Zeroshot Classification
Dataset | Modified Model (mean_per_class_recall) | Original Model (mean_per_class_recall) | Recall Gain |
---|---|---|---|
wds/imagenetv2 | 0.5306 | 0.5595 | -2.89% |
wds/vtab/caltech101 | 0.9005 | 0.8758 | 2.47% |
wds/vtab/cifar10 | 0.8759 | 0.8983 | -2.24% |
wds/vtab/cifar100 | 0.6436 | 0.642 | 0.16% |
Zeroshot Retrieval
Dataset | Modified Model (Image Retrieval Recall@5) | Original Model (Image Retrieval Recall@5) | Recall Gain |
---|---|---|---|
wds/flickr8k | 0.8132 | 0.8046 | 0.86% |
wds/flickr30k | 0.8426 | 0.8342 | 0.84% |
wds/mscoco_captions | 0.5959 | 0.5598 | 3.61% |
Dataset | Modified Model (Text Retrieval Recall@5) | Original Model (Text Retrieval Recall@5) | Recall Gain |
---|---|---|---|
wds/flickr8k | 0.916 | 0.914 | 0.20% |
wds/flickr30k | 0.946 | 0.947 | -0.10% |
wds/mscoco_captions | 0.7514 | 0.7504 | 0.10% |
Conclusion and Future Improvements
There are many different techniques for feature reduction and feature selection. The above method performs feature selection by considering the final weights of the linear projection layer. It uses these weights as an indication of how information provided as input to the projection layer is shared across the output features. Using this information, it attempts to eliminate features whose information can be preserved by retaining other sets of features.

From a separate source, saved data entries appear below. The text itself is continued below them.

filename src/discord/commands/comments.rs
// Prefix commands that answer questions about Imgur posts.

use std::sync::Arc;

use async_trait::async_trait;

use crate::core::commands::{BotCommand, CommandContext, CommandError, CommandReply};
use crate::core::imgur::{ImgurClient, ImgurService};

/// `findcomment <post id> <comment id>` - is the comment anywhere in the post's thread?
pub struct FindCommentCommand<C: ImgurClient> {
    imgur: Arc<ImgurService<C>>,
}

impl<C: ImgurClient> FindCommentCommand<C> {
    pub fn new(imgur: Arc<ImgurService<C>>) -> Self {
        Self { imgur }
    }
}

#[async_trait]
impl<C: ImgurClient> BotCommand for FindCommentCommand<C> {
    async fn execute(
        &self,
        _ctx: &CommandContext,
        args: &[String],
    ) -> Result<CommandReply, CommandError> {
        let [post_id, comment_arg] = args else {
            return Err(CommandError::Usage(
                "expected a post id and a comment id".to_string(),
            ));
        };
        let comment_id: u64 = comment_arg.parse().map_err(|_| {
            CommandError::Usage(format!("`{comment_arg}` is not a comment id"))
        })?;

        let found = self.imgur.contains_comment(post_id, comment_id).await?;
        let reply = if found {
            format!("Comment `{comment_id}` is in the thread of post `{post_id}`.")
        } else {
            format!("Comment `{comment_id}` was not found under post `{post_id}`.")
        };

        Ok(CommandReply::text(reply))
    }

    fn describe(&self) -> &str {
        "findcomment <post id> <comment id> - check whether a comment is anywhere in a post's thread"
    }
}

/// `rating <post id>` - classify how explicit a post is.
pub struct RatingCommand<C: ImgurClient> {
    imgur: Arc<ImgurService<C>>,
}

impl<C: ImgurClient> RatingCommand<C> {
    pub fn new(imgur: Arc<ImgurService<C>>) -> Self {
        Self { imgur }
    }
}

#[async_trait]
impl<C: ImgurClient> BotCommand for RatingCommand<C> {
    async fn execute(
        &self,
        _ctx: &CommandContext,
        args: &[String],
    ) -> Result<CommandReply, CommandError> {
        let [post_id] = args else {
            return Err(CommandError::Usage("expected one post id".to_string()));
        };

        let rating = self.imgur.post_rating(post_id).await?;
        Ok(CommandReply::text(format!(
            "Post `{post_id}` is rated **{rating}**."
        )))
    }

    fn describe(&self) -> &str {
        "rating <post id> - show whether a post is safe, questionable or explicit"
    }
}
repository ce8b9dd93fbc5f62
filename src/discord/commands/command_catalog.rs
// Discord commands module.
// Each feature gets its own command file; `build_registry` wires them together.

use std::sync::Arc;

use crate::core::commands::CommandRegistry;
use crate::core::imgur::{ImgurClient, ImgurService};
use crate::core::tracking::{TrackerService, TrackerStore};

pub mod comments;

pub mod help;

pub mod tracking;

/// Register every prefix command under its name.
pub fn build_registry<C, S>(
    trackers: Arc<TrackerService<C, S>>,
    imgur: Arc<ImgurService<C>>,
    prefix: &str,
) -> CommandRegistry
where
    C: ImgurClient + 'static,
    S: TrackerStore + 'static,
{
    let mut registry = CommandRegistry::new();

    registry.register("track", tracking::TrackCommand::new(Arc::clone(&trackers)));
    registry.register("untrack", tracking::UntrackCommand::new(Arc::clone(&trackers)));
    registry.register("trackers", tracking::TrackersCommand::new(trackers));
    registry.register("findcomment", comments::FindCommentCommand::new(Arc::clone(&imgur)));
    registry.register("rating", comments::RatingCommand::new(imgur));

    let mut entries: Vec<(String, String)> = registry
        .catalog()
        .into_iter()
        .map(|(name, usage)| (name.to_string(), usage.to_string()))
        .collect();
    entries.push(("help".to_string(), help::HELP_USAGE.to_string()));
    registry.register("help", help::HelpCommand::new(entries, prefix));

    registry
}
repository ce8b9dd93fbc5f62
// Tracking domain models.
//
// A tracker links one Discord member to one Imgur account and records what the
// member is allowed to do through the bot. These types carry no Discord or HTTP
// dependencies.

use std::fmt;
use std::str::FromStr;

use chrono::{DateTime, Utc};
use thiserror::Error;

/// What a member may do through bot commands. Ordered so checks can use `>=`.
#[derive(Debug, Clone, Copy, PartialEq, Eq, PartialOrd, Ord, Hash, Default)]
pub enum PermissionLevel {
    #[default]
    User,
    Moderator,
    Admin,
}

impl fmt::Display for PermissionLevel {
    fn fmt(&self, f: &mut fmt::Formatter<'_>) -> fmt::Result {
        match self {
            PermissionLevel::User => write!(f, "user"),
            PermissionLevel::Moderator => write!(f, "moderator"),
            PermissionLevel::Admin => write!(f, "admin"),
        }
    }
}

impl PermissionLevel {
    /// The next level up. `Admin` is the top and maps to itself.
    pub fn above(self) -> Self {
        match self {
            PermissionLevel::User => PermissionLevel::Moderator,
            PermissionLevel::Moderator | PermissionLevel::Admin => PermissionLevel::Admin,
        }
    }
}

impl FromStr for PermissionLevel {
    type Err = TrackerError;

    fn from_str(s: &str) -> Result<Self, Self::Err> {
        match s.trim().to_ascii_lowercase().as_str() {
            "user" => Ok(PermissionLevel::User),
            "mod" | "moderator" => Ok(PermissionLevel::Moderator),
            "admin" => Ok(PermissionLevel::Admin),
            _ => Err(TrackerError::InvalidPermission(s.to_string())),
        }
    }
}

/// A name and numeric id on one external platform.
#[derive(Debug, Clone, PartialEq, Eq, Hash)]
pub struct PlatformIdentity {
    pub name: String,
    pub id: u64,
}

impl PlatformIdentity {
    pub fn new(name: impl Into<String>, id: u64) -> Self {
        Self {
            name: name.into(),
            id,
        }
    }

    fn validate(&self, platform: &'static str) -> Result<(), TrackerError> {
        if self.name.trim().is_empty() {
            return Err(TrackerError::InvalidIdentity {
                platform,
                reason: "name is empty",
            });
        }
        if self.id == 0 {
            return Err(TrackerError::InvalidIdentity {
                platform,
                reason: "id must be non-zero",
            });
        }
        Ok(())
    }
}

#[derive(Debug, Error, PartialEq, Eq)]
pub enum TrackerError {
    #[error("Invalid {platform} identity: {reason}")]
    InvalidIdentity {
        platform: &'static str,
        reason: &'static str,
    },

    #[error("Unknown permission level `{0}` (expected user, moderator or admin)")]
    InvalidPermission(String),

    #[error("No Imgur account named `{0}`")]
    UnknownImgurAccount(String),

    #[error("Invalid guild ID")]
    InvalidGuild,

    #[error("You need {required} permission to change that tracker")]
    Outranked { required: PermissionLevel },

    #[error("Imgur lookup failed: {0}")]
    Imgur(#[from] crate::core::imgur::ImgurError),
}

/// A Discord member linked to an Imgur account.
///
/// **Immutable once built.** The constructor validates both identities, so an
/// invalid tracker can never exist. Changing the permission produces a new value.
#[derive(Debug, Clone, PartialEq, Eq)]
pub struct Tracker {
    discord: PlatformIdentity,
    imgur: PlatformIdentity,
    permission: PermissionLevel,
    tracked_since: DateTime<Utc>,
}

impl Tracker {
    pub fn new(
        discord: PlatformIdentity,
        imgur: PlatformIdentity,
        permission: PermissionLevel,
    ) -> Result<Self, TrackerError> {
        Self::with_timestamp(discord, imgur, permission, Utc::now())
    }

    pub fn with_timestamp(
        discord: PlatformIdentity,
        imgur: PlatformIdentity,
        permission: PermissionLevel,
        tracked_since: DateTime<Utc>,
    ) -> Result<Self, TrackerError> {
        discord.validate("Discord")?;
        imgur.validate("Imgur")?;

        Ok(Self {
            discord,
            imgur,
            permission,
            tracked_since,
        })
    }

    pub fn discord(&self) -> &PlatformIdentity {
        &self.discord
    }

    pub fn imgur(&self) -> &PlatformIdentity {
        &self.imgur
    }

    pub fn permission(&self) -> PermissionLevel {
        self.permission
    }

    pub fn tracked_since(&self) -> DateTime<Utc> {
        self.tracked_since
    }

    pub fn with_permission(self, permission: PermissionLevel) -> Self {
        Self { permission, ..self }
    }
}

#[cfg(test)]
mod tests {
    use super::*;

    fn discord() -> PlatformIdentity {
        PlatformIdentity::new("ferris", 1234)
    }

    fn imgur() -> PlatformIdentity {
        PlatformIdentity::new("crabposter", 99)
    }

    #[test]
    fn builds_valid_tracker() {
        let tracker = Tracker::new(discord(), imgur(), PermissionLevel::Moderator).unwrap();
        assert_eq!(tracker.discord().id, 1234);
        assert_eq!(tracker.imgur().name, "crabposter");
        assert_eq!(tracker.permission(), PermissionLevel::Moderator);
    }

    #[test]
    fn rejects_empty_names_and_zero_ids() {
        let err = Tracker::new(
            PlatformIdentity::new("  ", 1),
            imgur(),
            PermissionLevel::User,
        )
        .unwrap_err();
        assert_eq!(
            err,
            TrackerError::InvalidIdentity {
                platform: "Discord",
                reason: "name is empty"
            }
        );

        let err = Tracker::new(discord(), PlatformIdentity::new("x", 0), PermissionLevel::User)
            .unwrap_err();
        assert_eq!(err.to_string(), "Invalid Imgur identity: id must be non-zero");
    }

    #[test]
    fn with_permission_returns_new_value() {
        let original = Tracker::new(discord(), imgur(), PermissionLevel::User).unwrap();
        let promoted = original.clone().with_permission(PermissionLevel::Admin);

        assert_eq!(original.permission(), PermissionLevel::User);
        assert_eq!(promoted.permission(), PermissionLevel::Admin);
        assert_eq!(promoted.tracked_since(), original.tracked_since());
    }

    #[test]
    fn permission_levels_parse_and_order() {
        assert_eq!("MOD".parse::<PermissionLevel>(), Ok(PermissionLevel::Moderator));
        assert_eq!("admin".parse::<PermissionLevel>(), Ok(PermissionLevel::Admin));
        assert!("owner".parse::<PermissionLevel>().is_err());
        assert!(PermissionLevel::User < PermissionLevel::Moderator);
        assert!(PermissionLevel::Moderator < PermissionLevel::Admin);
    }

    #[test]
    fn above_steps_up_and_stops_at_admin() {
        assert_eq!(PermissionLevel::User.above(), PermissionLevel::Moderator);
        assert_eq!(PermissionLevel::Moderator.above(), PermissionLevel::Admin);
        assert_eq!(PermissionLevel::Admin.above(), PermissionLevel::Admin);
    }
}
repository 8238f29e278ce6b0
//! Request parameter types.

use serde::{Deserialize, Serialize};

/// Query string of a save (`PUT`/`POST /api/characters/{key}`).
#[derive(Debug, Clone, Default, PartialEq, Eq, Serialize, Deserialize)]
pub struct SaveQuery {
    /// Storage key of the record the caller is currently editing. An empty
    /// value is treated the same as an absent one.
    #[serde(default, skip_serializing_if = "Option::is_none")]
    pub current: Option<String>,
}

impl SaveQuery {
    pub fn new(current: Option<&str>) -> Self {
        Self {
            current: current.map(str::to_string),
        }
    }

    /// The current key, with empty strings normalized away.
    pub fn current_key(&self) -> Option<&str> {
        self.current.as_deref().filter(|key| !key.is_empty())
    }
}

#[cfg(test)]
mod tests {
    use super::*;

    #[test]
    fn empty_current_is_absent() {
        assert_eq!(SaveQuery::new(Some("")).current_key(), None);
        assert_eq!(SaveQuery::new(None).current_key(), None);
        assert_eq!(SaveQuery::new(Some("Aria")).current_key(), Some("Aria"));
    }
}
//! Use cases - User story orchestration.
//!
//! Each module contains use cases for a specific domain area.

pub mod records;

pub use records::{ConflictPolicy, RecordStore, RecordStoreError};
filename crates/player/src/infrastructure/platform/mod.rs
//! Platform-specific implementations
//!
//! This module provides implementations of the platform abstraction traits
//! defined in `ports/outbound/platform.rs`.

mod desktop;

pub use desktop::{DesktopSessionStorage, MemorySessionStorage, SystemTimeProvider};
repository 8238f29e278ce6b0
//! Storage keys derived from character display names.
//!
//! A storage key is the display name with every character outside
//! `[A-Za-z0-9_-]` replaced by `_`, truncated to [`MAX_STORAGE_KEY_LEN`].
//! Sanitization never fails. Distinct names can collide ("A!B" and "A@B"
//! both become "A_B"); the record store's conflict check is the only guard.

use std::fmt;

use serde::{Deserialize, Serialize};

/// Maximum length of a storage key, in characters.
pub const MAX_STORAGE_KEY_LEN: usize = 100;

/// Sanitize a display name into a storage key.
///
/// Characters outside the BMP count as two UTF-16 units and are replaced by
/// two underscores, so keys match those produced by browser clients.
pub fn sanitize(name: &str) -> String {
    let mut key = String::with_capacity(name.len().min(MAX_STORAGE_KEY_LEN));
    for c in name.chars() {
        if c.is_ascii_alphanumeric() || c == '_' || c == '-' {
            key.push(c);
        } else {
            for _ in 0..c.len_utf16() {
                key.push('_');
            }
        }
        if key.len() >= MAX_STORAGE_KEY_LEN {
            break;
        }
    }
    // Every pushed char is ASCII, so byte truncation is char truncation.
    key.truncate(MAX_STORAGE_KEY_LEN);
    key
}

/// A sanitized storage key addressing one stored record.
#[derive(Debug, Clone, PartialEq, Eq, Hash, PartialOrd, Ord, Serialize, Deserialize)]
#[serde(transparent)]
pub struct StorageKey(String);

impl StorageKey {
    /// Derive the storage key for a display name (or re-sanitize a key
    /// received from an untrusted caller).
    pub fn from_name(name: &str) -> Self {
        Self(sanitize(name))
    }

    pub fn as_str(&self) -> &str {
        &self.0
    }

    pub fn is_empty(&self) -> bool {
        self.0.is_empty()
    }

    pub fn into_string(self) -> String {
        self.0
    }
}

impl fmt::Display for StorageKey {
    fn fmt(&self, f: &mut fmt::Formatter<'_>) -> fmt::Result {
        f.write_str(&self.0)
    }
}

impl AsRef<str> for StorageKey {
    fn as_ref(&self) -> &str {
        &self.0
    }
}
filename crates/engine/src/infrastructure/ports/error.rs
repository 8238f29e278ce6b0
//! Error types for port operations.

/// Storage backend errors with context for debugging.
#[derive(Debug, thiserror::Error)]
pub enum RepoError {
    /// Backend operation failed - includes operation name for tracing.
    #[error("Storage error in {operation}: {message}")]
    Database {
        operation: &'static str,
        message: String,
    },

    /// A stored record could not be encoded or decoded.
    #[error("Serialization error: {0}")]
    Serialization(String),
}

impl RepoError {
    /// Create a Database error with operation context.
    pub fn database(operation: &'static str, message: impl ToString) -> Self {
        Self::Database {
            operation,
            message: message.to_string(),
        }
    }

    /// Create a Serialization error.
    pub fn serialization(message: impl ToString) -> Self {
        Self::Serialization(message.to_string())
    }

    /// Check if this is a Serialization error.
    pub fn is_serialization(&self) -> bool {
        matches!(self, Self::Serialization(_))
    }
}
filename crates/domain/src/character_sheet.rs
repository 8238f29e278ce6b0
//! Character sheet model.
//!
//! A [`Character`] is persisted as one flat camelCase JSON object. Every
//! struct here deserializes leniently: a field missing from a stored record
//! takes its default, so records written by older clients still load.
//!
//! Fields documented as *derived* are owned by [`crate::derivation`] and are
//! overwritten on every recompute.

use std::fmt;
use std::str::FromStr;

use serde::{Deserialize, Serialize};

use crate::error::DomainError;
use crate::ids::{AttackId, SpellId};

/// Display name given to a freshly created character.
pub const DEFAULT_CHARACTER_NAME: &str = "New Character";

// =============================================================================
// Abilities
// =============================================================================

/// The six fixed ability slots.
#[derive(Debug, Clone, Copy, PartialEq, Eq, Hash, Serialize, Deserialize)]
#[serde(rename_all = "lowercase")]
pub enum Ability {
    Strength,
    Dexterity,
    Constitution,
    Intelligence,
    Wisdom,
    Charisma,
}

impl Ability {
    pub const ALL: [Ability; 6] = [
        Ability::Strength,
        Ability::Dexterity,
        Ability::Constitution,
        Ability::Intelligence,
        Ability::Wisdom,
        Ability::Charisma,
    ];

    /// Lowercase name as stored in records.
    pub fn as_str(&self) -> &'static str {
        match self {
            Ability::Strength => "strength",
            Ability::Dexterity => "dexterity",
            Ability::Constitution => "constitution",
            Ability::Intelligence => "intelligence",
            Ability::Wisdom => "wisdom",
            Ability::Charisma => "charisma",
        }
    }

}

impl fmt::Display for Ability {
    fn fmt(&self, f: &mut fmt::Formatter<'_>) -> fmt::Result {
        f.write_str(self.as_str())
    }
}

impl FromStr for Ability {
    type Err = DomainError;

    /// Accepts full names and abbreviations, case-insensitively.
    fn from_str(s: &str) -> Result<Self, Self::Err> {
        match s.trim().to_ascii_lowercase().as_str() {
            "strength" | "str" => Ok(Ability::Strength),
            "dexterity" | "dex" => Ok(Ability::Dexterity),
            "constitution" | "con" => Ok(Ability::Constitution),
            "intelligence" | "int" => Ok(Ability::Intelligence),
            "wisdom" | "wis" => Ok(Ability::Wisdom),
            "charisma" | "cha" => Ok(Ability::Charisma),
            _ => Err(DomainError::parse(format!("Unknown ability: {}", s))),
        }
    }
}

/// One ability slot.
#[derive(Debug, Clone, PartialEq, Eq, Serialize, Deserialize)]
#[serde(default, rename_all = "camelCase")]
pub struct AbilityScore {
    /// Raw score, conventionally 1-30.
    pub score: i32,
    /// Derived.
    pub modifier: i32,
    pub saving_throw_proficiency: bool,
    /// Derived.
    pub saving_throw_bonus: i32,
}

impl Default for AbilityScore {
    fn default() -> Self {
        Self {
            score: 10,
            modifier: 0,
            saving_throw_proficiency: false,
            saving_throw_bonus: 0,
        }
    }
}

/// All six ability slots. A slot missing from a stored record defaults to a
/// score of 10.
#[derive(Debug, Clone, Default, PartialEq, Eq, Serialize, Deserialize)]
#[serde(default, rename_all = "camelCase")]
pub struct AbilityScores {
    pub strength: AbilityScore,
    pub dexterity: AbilityScore,
    pub constitution: AbilityScore,
    pub intelligence: AbilityScore,
    pub wisdom: AbilityScore,
    pub charisma: AbilityScore,
}
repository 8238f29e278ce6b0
//! Player port definitions.

pub mod outbound;
//! Desktop platform implementations
//!
//! Provides platform-specific implementations for desktop using
//! standard library and native crates.

use crate::ports::outbound::platform::{SessionStorage, TimeProvider};
use chrono::{DateTime, Utc};
use directories::ProjectDirs;
use std::collections::HashMap;
use std::fs;
use std::path::{Path, PathBuf};
use std::sync::{Arc, RwLock};

/// System clock
#[derive(Clone, Default)]
pub struct SystemTimeProvider;

impl TimeProvider for SystemTimeProvider {
    fn now(&self) -> DateTime<Utc> {
        Utc::now()
    }
}

/// Desktop session storage with file-based persistence
///
/// Stores key-value pairs in a JSON file at:
/// - Linux: ~/.config/charsheet/player/session.json
/// - macOS: ~/Library/Application Support/io.charsheet.player/session.json
/// - Windows: C:\Users\<User>\AppData\Roaming\charsheet\player\session.json
#[derive(Clone)]
pub struct DesktopSessionStorage {
    /// Path to the storage file
    storage_path: PathBuf,
    /// In-memory cache of stored values
    cache: Arc<RwLock<HashMap<String, String>>>,
}

impl Default for DesktopSessionStorage {
    fn default() -> Self {
        Self::new()
    }
}

impl DesktopSessionStorage {
    /// Open the session file in the platform config directory.
    pub fn new() -> Self {
        let storage_path = if let Some(dirs) = ProjectDirs::from("io", "charsheet", "player") {
            dirs.config_dir().join("session.json")
        } else {
            // Fallback to current directory if project dirs unavailable
            PathBuf::from("charsheet_session.json")
        };
        Self::at_path(storage_path)
    }

    /// Open a session file at an explicit path.
    ///
    /// Loads existing data from the file if it exists.
    pub fn at_path(storage_path: impl Into<PathBuf>) -> Self {
        let storage_path = storage_path.into();
        let cache = load_file(&storage_path);

        tracing::debug!(path = %storage_path.display(), "Session storage initialized");

        Self {
            storage_path,
            cache: Arc::new(RwLock::new(cache)),
        }
    }

    pub fn path(&self) -> &Path {
        &self.storage_path
    }

    /// Persist the cache to disk
    fn persist(&self) {
        if let Some(parent) = self.storage_path.parent() {
            if let Err(e) = fs::create_dir_all(parent) {
                tracing::error!(error = %e, "Failed to create session storage directory");
                return;
            }
        }

        let data = match self.cache.read() {
            Ok(guard) => serde_json::to_string_pretty(&*guard),
            Err(e) => {
                tracing::error!(error = %e, "Failed to acquire read lock for session storage");
                return;
            }
        };

        match data {
            Ok(data) => {
                if let Err(e) = fs::write(&self.storage_path, data) {
                    tracing::error!(error = %e, "Failed to write session storage file");
                }
            }
            Err(e) => {
                tracing::error!(error = %e, "Failed to serialize session storage");
            }
        }
    }
}

fn load_file(path: &Path) -> HashMap<String, String> {
    if !path.exists() {
        return HashMap::new();
    }
    match fs::read_to_string(path) {
        Ok(data) => match serde_json::from_str::<HashMap<String, String>>(&data) {
            Ok(map) => map,
            Err(e) => {
                tracing::warn!(error = %e, "Failed to parse session storage file");
                HashMap::new()
            }
        },
        Err(e) => {
            tracing::warn!(error = %e, "Failed to read session storage file");
            HashMap::new()
        }
    }
}

impl SessionStorage for DesktopSessionStorage {
    fn save(&self, key: &str, value: &str) {
        match self.cache.write() {
            Ok(mut guard) => {
                guard.insert(key.to_string(), value.to_string());
                drop(guard); // Release lock before I/O
                self.persist();
            }
            Err(e) => {
                tracing::error!(error = %e, "Failed to acquire write lock for session storage");
            }
        }
    }

    fn load(&self, key: &str) -> Option<String> {
        match self.cache.read() {
            Ok(guard) => guard.get(key).cloned(),
            Err(e) => {
                tracing::error!(error = %e, "Failed to acquire read lock for session storage");
                None
            }
        }
    }

    fn remove(&self, key: &str) {
        match self.cache.write() {
            Ok(mut guard) => {
                if guard.remove(key).is_none() {
                    return;
                }
            }
            Err(e) => {
                tracing::error!(error = %e, "Failed to acquire write lock for session storage");
                return;
            }
        }
        self.persist();
    }
}

/// Session storage that lives only as long as the process.
#[derive(Clone, Default)]
pub struct MemorySessionStorage {
    values: Arc<RwLock<HashMap<String, String>>>,
}

impl MemorySessionStorage {
    pub fn new() -> Self {
        Self::default()
    }
}

impl SessionStorage for MemorySessionStorage {
    fn save(&self, key: &str, value: &str) {
        if let Ok(mut guard) = self.values.write() {
            guard.insert(key.to_string(), value.to_string());
        }
    }

    fn load(&self, key: &str) -> Option<String> {
        self.values.read().ok()?.get(key).cloned()
    }

    fn remove(&self, key: &str) {
        if let Ok(mut guard) = self.values.write() {
            guard.remove(key);
        }
    }
}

Here, we assume two things:
- There is an equal distribution of information across the input neurons of the projection layer.
- All output neurons connected to an input neuron contain information from the input neuron in varying proportions.
The model has been benchmarked accordingly. From observations, the model performs better than the original model when it focuses only on major details. Further testing can be conducted by dropping different numbers of features and comparing the results.
There are additional improvements that can be made. For example, instead of just considering the intersection between input features for two output features, we can also consider the proportion of input information shared between two output features by comparing their weights. This would give us a metric to assess shared information and determine whether or not to drop a feature based on it.